Stomp Tokyo said "the monster scenes are generally well done" but criticized the film's "incoherence," saying: "It's a shame that Kitamaura couldn't choose a tone for the film, instead shifting the movie's mood wildly from scene to scene." Lenny Taguchi of Monster Zero criticized Keith Emerson's soundtrack but gave Final Wars an overall favorable review, calling it a "fun and good" movie that "tries many things, and generally succeeds at almost all of them."

Director Kitamura commented at the film's world premiere that the reason why he agreed to direct the film was because he wanted to update Godzilla and recapture the same spirit seen in the later Godzilla films from the Showa era. He wanted to incorporate the same speed and power seen in films like Godzilla vs. Mechagodzilla, which he believed was lost somewhere within the series, stating, "The Godzilla series had lost that kind of taste. I think that back in the '70s Godzilla movies had more power and speed. He was very fast and he was very strong. So in my Godzilla, you know, less dialogue and more action. That’s more fun than watching people discuss what we should do about Godzilla. As a Godzilla fan I want to see Godzilla punching and kicking, beating up all the other monsters instead of somebody talking again, you know, just discussing. Showing the monsters, in order to understand their story, and why they end up like this, was a crucial choice for this film. That's what I wanted to do is to revive that, but not in the same way, I have to update. This is the updated version of '60 & 70s, monster movies.

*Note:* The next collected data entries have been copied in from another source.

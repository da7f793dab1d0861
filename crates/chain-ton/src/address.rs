//! TON account address parsing and formatting.
//!
//! A standard TON address is a signed 8-bit workchain id plus a 32-byte
//! account id. It is written either in raw form (`0:4f2c...`) or in the
//! 48-character user-friendly form, which base64-encodes
//! `flags || workchain || account_id || crc16` (36 bytes). The flags only
//! affect how wallets treat the address; they are not part of its identity.

use std::fmt;
use std::hash::{Hash, Hasher};
use std::str::FromStr;

use base64::engine::general_purpose::{STANDARD, URL_SAFE};
use base64::Engine;
use serde::{Deserialize, Deserializer, Serialize, Serializer};

use crate::error::TonError;

/// Length of the account id part.
pub const ACCOUNT_ID_LEN: usize = 32;

/// Length of the wire encoding: workchain byte followed by the account id.
pub const WIRE_LEN: usize = 1 + ACCOUNT_ID_LEN;

const FRIENDLY_LEN: usize = 48;
const FRIENDLY_BYTES: usize = 36;

const TAG_BOUNCEABLE: u8 = 0x11;
const TAG_NON_BOUNCEABLE: u8 = 0x51;
const TAG_TESTNET: u8 = 0x80;

/// A standard (non-anycast) TON account address.
#[derive(Clone, Copy)]
pub struct TonAddress {
    workchain: i8,
    account_id: [u8; ACCOUNT_ID_LEN],
    bounceable: bool,
    testnet: bool,
}

impl TonAddress {
    /// Creates a bounceable mainnet-flagged address.
    pub fn new(workchain: i8, account_id: [u8; ACCOUNT_ID_LEN]) -> Self {
        Self {
            workchain,
            account_id,
            bounceable: true,
            testnet: false,
        }
    }

    /// Parses either the raw or the user-friendly form.
    pub fn parse(s: &str) -> Result<Self, TonError> {
        let s = s.trim();
        if s.contains(':') {
            Self::parse_raw(s)
        } else {
            Self::parse_friendly(s)
        }
    }

    /// Parses `<workchain>:<64 hex chars>`.
    pub fn parse_raw(s: &str) -> Result<Self, TonError> {
        let (wc, id_hex) = s
            .split_once(':')
            .ok_or_else(|| TonError::InvalidAddress("raw address must contain ':'".into()))?;

        let workchain: i8 = wc
            .parse()
            .map_err(|_| TonError::InvalidAddress(format!("invalid workchain '{wc}'")))?;

        if id_hex.len() != ACCOUNT_ID_LEN * 2 {
            return Err(TonError::InvalidAddress(format!(
                "expected 64 hex characters, got {}",
                id_hex.len()
            )));
        }

        let bytes = hex::decode(id_hex)
            .map_err(|e| TonError::InvalidAddress(format!("hex decode failed: {e}")))?;
        let mut account_id = [0u8; ACCOUNT_ID_LEN];
        account_id.copy_from_slice(&bytes);

        Ok(Self::new(workchain, account_id))
    }

    /// Parses the 48-character base64url (or standard base64) form and
    /// checks its CRC16.
    pub fn parse_friendly(s: &str) -> Result<Self, TonError> {
        if s.len() != FRIENDLY_LEN {
            return Err(TonError::InvalidAddress(format!(
                "expected {FRIENDLY_LEN} characters, got {}",
                s.len()
            )));
        }

        let bytes = URL_SAFE
            .decode(s)
            .or_else(|_| STANDARD.decode(s))
            .map_err(|e| TonError::InvalidAddress(format!("base64 decode failed: {e}")))?;

        if bytes.len() != FRIENDLY_BYTES {
            return Err(TonError::InvalidAddress(format!(
                "expected {FRIENDLY_BYTES} bytes, got {}",
                bytes.len()
            )));
        }

        let (body, checksum) = bytes.split_at(FRIENDLY_BYTES - 2);
        let expected = crc16(body);
        let actual = u16::from_be_bytes([checksum[0], checksum[1]]);
        if expected != actual {
            return Err(TonError::InvalidAddress(format!(
                "checksum mismatch: expected {expected:04x}, got {actual:04x}"
            )));
        }

        let tag = body[0];
        let testnet = tag & TAG_TESTNET != 0;
        let bounceable = match tag & !TAG_TESTNET {
            TAG_BOUNCEABLE => true,
            TAG_NON_BOUNCEABLE => false,
            other => {
                return Err(TonError::InvalidAddress(format!(
                    "unknown address tag 0x{other:02x}"
                )))
            }
        };

        let mut account_id = [0u8; ACCOUNT_ID_LEN];
        account_id.copy_from_slice(&body[2..]);

        Ok(Self {
            workchain: body[1] as i8,
            account_id,
            bounceable,
            testnet,
        })
    }

    /// Decodes the 33-byte wire form produced by [`TonAddress::to_bytes`].
    pub fn from_bytes(bytes: &[u8]) -> Result<Self, TonError> {
        if bytes.len() != WIRE_LEN {
            return Err(TonError::InvalidAddress(format!(
                "expected {WIRE_LEN} bytes, got {}",
                bytes.len()
            )));
        }

        let mut account_id = [0u8; ACCOUNT_ID_LEN];
        account_id.copy_from_slice(&bytes[1..]);
        Ok(Self::new(bytes[0] as i8, account_id))
    }

    /// Wire form: workchain as a two's-complement byte, then the account id.
    pub fn to_bytes(&self) -> [u8; WIRE_LEN] {
        let mut out = [0u8; WIRE_LEN];
        out[0] = self.workchain as u8;
        out[1..].copy_from_slice(&self.account_id);
        out
    }

    pub fn to_raw_string(&self) -> String {
        format!("{}:{}", self.workchain, hex::encode(self.account_id))
    }

    /// User-friendly base64url form with explicit flags.
    pub fn to_friendly(&self, bounceable: bool, testnet: bool) -> String {
        let mut tag = if bounceable {
            TAG_BOUNCEABLE
        } else {
            TAG_NON_BOUNCEABLE
        };
        if testnet {
            tag |= TAG_TESTNET;
        }

        let mut bytes = Vec::with_capacity(FRIENDLY_BYTES);
        bytes.push(tag);
        bytes.push(self.workchain as u8);
        bytes.extend_from_slice(&self.account_id);
        let checksum = crc16(&bytes);
        bytes.extend_from_slice(&checksum.to_be_bytes());

        URL_SAFE.encode(bytes)
    }

    /// Returns the same account with different display flags.
    pub fn with_flags(mut self, bounceable: bool, testnet: bool) -> Self {
        self.bounceable = bounceable;
        self.testnet = testnet;
        self
    }

    pub fn workchain(&self) -> i8 {
        self.workchain
    }

    pub fn account_id(&self) -> &[u8; ACCOUNT_ID_LEN] {
        &self.account_id
    }

    pub fn is_bounceable(&self) -> bool {
        self.bounceable
    }

    pub fn is_testnet_only(&self) -> bool {
        self.testnet
    }
}

impl PartialEq for TonAddress {
    fn eq(&self, other: &Self) -> bool {
        self.workchain == other.workchain && self.account_id == other.account_id
    }
}

impl Eq for TonAddress {}

impl Hash for TonAddress {
    fn hash<H: Hasher>(&self, state: &mut H) {
        self.workchain.hash(state);
        self.account_id.hash(state);
    }
}

impl fmt::Display for TonAddress {
    fn fmt(&self, f: &mut fmt::Formatter<'_>) -> fmt::Result {
        f.write_str(&self.to_friendly(self.bounceable, self.testnet))
    }
}

impl fmt::Debug for TonAddress {
    fn fmt(&self, f: &mut fmt::Formatter<'_>) -> fmt::Result {
        write!(f, "TonAddress({})", self.to_raw_string())
    }
}

impl FromStr for TonAddress {
    type Err = TonError;

    fn from_str(s: &str) -> Result<Self, Self::Err> {
        Self::parse(s)
    }
}

impl Serialize for TonAddress {
    fn serialize<S: Serializer>(&self, serializer: S) -> Result<S::Ok, S::Error> {
        serializer.serialize_str(&self.to_string())
    }
}

impl<'de> Deserialize<'de> for TonAddress {
    fn deserialize<D: Deserializer<'de>>(deserializer: D) -> Result<Self, D::Error> {
        let s = String::deserialize(deserializer)?;
        Self::parse(&s).map_err(serde::de::Error::custom)
    }
}

/// CRC-16/XMODEM (poly 0x1021, init 0), as used by user-friendly addresses.
pub fn crc16(data: &[u8]) -> u16 {
    let mut crc: u16 = 0;
    for &byte in data {
        crc ^= (byte as u16) << 8;
        for _ in 0..8 {
            crc = if crc & 0x8000 != 0 {
                (crc << 1) ^ 0x1021
            } else {
                crc << 1
            };
        }
    }
    crc
}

I hope that the Americans will not modify the Japanese version too much."

===Awards===

| Year | Award | Category | Recipient | Result |
|---|---|---|---|---|
| 2005 | Neuchâtel International Fantasy Film Festival | Best Feature Film | Godzilla: Final Wars | Won |
| 2006 | Fangoria Chainsaw Awards | Most Disturbing Import (Scariest Foreign Film) | Godzilla: Final Wars | Won |

==Home media==
Sony Pictures Home Entertainment
- Released: December 13, 2005
- Aspect Ratio: Widescreen (2.40:1) Anamorphic
- Sound: Japanese (Dolby Digital 5.1) English (Dolby Digital 5.1)
- Subtitles: English and French
- Supplements: Behind-the-Scenes Featurette (comparison of B-roll footage to finished film)(17:53 min); Trailers for Final Fantasy VII Advent Children, Steamboy, Dust to Glory, MirrorMask, and Madison
- Region 1
- MPAA Rating: Rated PG-13 for Intense Sequences of Violence.

Sony – Blu-ray (Toho Godzilla Collection)
- Released: May 6, 2014
- Picture: 2.40:1 (MPEG-4 AVC) [1080P]
- Sound: Japanese and English (DTS-HD Master Audio 5.1)
- Subtitles: English, English SDH, and French
- Extras:
- Godzilla: B-Roll to Film (SD, Japanese DD 2.0, English subtitles, 17:54)
- Theatrical Trailer (Japanese DD 2.0, English subtitles, 2:11, HD)
- Teaser 1 (Japanese DD 2.0, English subtitles, 0:41, HD)
- Teaser 2 (Japanese DD 2.0, English subtitles, 0:41, HD)
- Teaser 3 (Japanese DD 2.0, English subtitles, 0:42, HD)
- Notes: This is a 2-Disc double feature with Godzilla: Tokyo SOS.